Великий князь переживал тяжелые дни. Приехал из Варшавы брат Михаил, не присягавший и, к смущению всех, так и не присягнувший Константину. Он был мрачно настроен. «Зачем ты всё это сделал? — упрекал он Николая, — что теперь будет при второй присяге в отмену первой?» А на слова императрицы-матери «если так поступили, то для того, чтобы не пролилась кровь», он ответил: «она еще не пролилась, но прольется!»
Его снова отправили к брату в Варшаву. Но в пути, встретив курьера, посланного Константином в Петербург и видя непреклонность брата, Михаил Павлович усомнился в целесообразности своей дальнейшей поездки. Он остановился на станции Неннааль, в 260 верстах от Петербурга, и стал ждать дальнейших указаний, готовый продолжать путь или вернуться. 11-го прибыло в Петербург письмо Константина, оставлявшее очень мало надежды на его приезд. «Твоего предложения прибыть скорее в Петербург я не могу принять и предупреждаю тебя, что удалюсь еще далее, если всё не устроится согласно воле покойного нашего Государя», писал Константин. Императрица мать восторгалась самопожертвованием сына. (Еще бы: она то уж не заставила бы себя упрашивать!) Но Николай не соглашался с ней насчет поведения брата. «Я не знаю, чья жертва больше, того, кто отказывается, или того, кто принимает престол при подобных обстоятельствах».

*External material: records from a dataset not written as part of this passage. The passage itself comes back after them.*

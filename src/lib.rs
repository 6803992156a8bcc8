//! photogrid - infinite pannable photo grid for the web
//!
//! Renders an unbounded 2-D lattice of photographs inside a finite viewport via
//! WebAssembly and plain DOM elements:
//! - Deterministic photo-per-cell assignment from a seeded spatial hash
//! - Bounded cell window that follows the pan offset
//! - Mouse drag, touch and wheel panning with frame coalescing
//! - Click-vs-drag disambiguation and lazy image loading
//!
//! # Usage (JavaScript)
//!
//! ```javascript
//! import init, { PhotoGridView } from 'photogrid';
//! await init();
//! const grid = new PhotoGridView(container, { seed: 7 });
//! grid.set_photos(photos);
//! grid.set_click_callback((photo) => openModal(photo));
//! ```

pub mod error;
pub mod input;
pub mod layout;
pub mod options;
pub mod render;
pub mod session;
pub mod tiling;
pub mod types;
pub mod viewer;

use wasm_bindgen::prelude::*;

#[cfg(target_arch = "wasm32")]
pub use viewer::PhotoGridView;

pub use error::{PhotoGridError, Result};
pub use layout::GridConfig;
pub use options::GridOptions;
pub use session::{GridSession, TileSnapshot, WindowSnapshot};
pub use tiling::resolve_tile;
pub use types::*;

/// Resolve the cell geometry for a viewport width and return it as JSON
///
/// # Errors
/// Returns an error if the geometry cannot be serialized.
#[wasm_bindgen]
pub fn grid_config_json(width: f64) -> std::result::Result<String, JsValue> {
    serde_json::to_string(&GridConfig::for_viewport_width(width))
        .map_err(|e| JsValue::from_str(&format!("JSON serialization error: {e}")))
}

/// Resolve the cell geometry for a viewport width as a `JsValue`
///
/// # Errors
/// Returns an error if the geometry cannot be serialized.
#[wasm_bindgen]
pub fn grid_config_for_width(width: f64) -> std::result::Result<JsValue, JsValue> {
    serde_wasm_bindgen::to_value(&GridConfig::for_viewport_width(width))
        .map_err(|e| JsValue::from_str(&format!("Serialization error: {e}")))
}

/// Index of the photo shown at `(row, col)` for `seed` in a list of `len` photos.
#[wasm_bindgen]
pub fn tile_index_at(row: i32, col: i32, seed: u32, len: usize) -> Option<usize> {
    tiling::tile_index(
        CellCoordinate::new(i64::from(row), i64::from(col)),
        seed,
        len,
    )
}

/// Get the library version
#[must_use]
#[wasm_bindgen]
pub fn version() -> String {
    env!("CARGO_PKG_VERSION").to_string()
}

Обстоятельства, действительно, были трудные. Милорадовичу доносили о каких-то тайных собраниях у Рылеева. «Вздор! — сказал бравый генерал, — пусть мальчишки читают друг другу свои дрянные стихи!» Он ручался Николаю за спокойствие столицы. Великий князь верил в административный талант Милорадовича, но был спокоен только наполовину: он знал, что его не любит Гвардия.
12-го декабря, когда ожидали возвращения решительного курьера из Варшавы, Николая рано, в 6 часов разбудили. Барон Фредерикс привез ему пакет, адресованный «Его Императорскому Величеству в собственные руки» и с надписью: «о самонужнейшем». «Вскрыть пакет на имя Императора, — вспоминал об этом Николай, — был поступок столь отважный, что решиться на сие казалось мне последней крайностью, к которой одна необходимость могла принудить человека, поставленного в самое затруднительное положение — и пакет вскрыт!» Это был всеподданнейший доклад Дибича, составленный на основании доносов Шервуда и Майбороды, о том, что в Петербурге и во 2-ой Армии существует военный заговор!
Что было делать? Обстоятельства требовали быстрого решения. «К кому мне было обратиться одному, совершенно одному, без совета?» — писал Николай. Он вызвал Милорадовича и князя Голицына и посвятил их в тайну присланных документов. Голицын только вздыхал и охал, а у Милорадовича «сердце было на языке, а ума немного». Решили вызвать в Петербург Майбороду, стали справляться о поименованных в его доносе петербургских членах Общества. Большинство их оказалось в отпуску, а на имена Бестужева и Рылеева не обратили должного внимания: литераторы, болтуны! Полиция Милорадовича была не на высоте.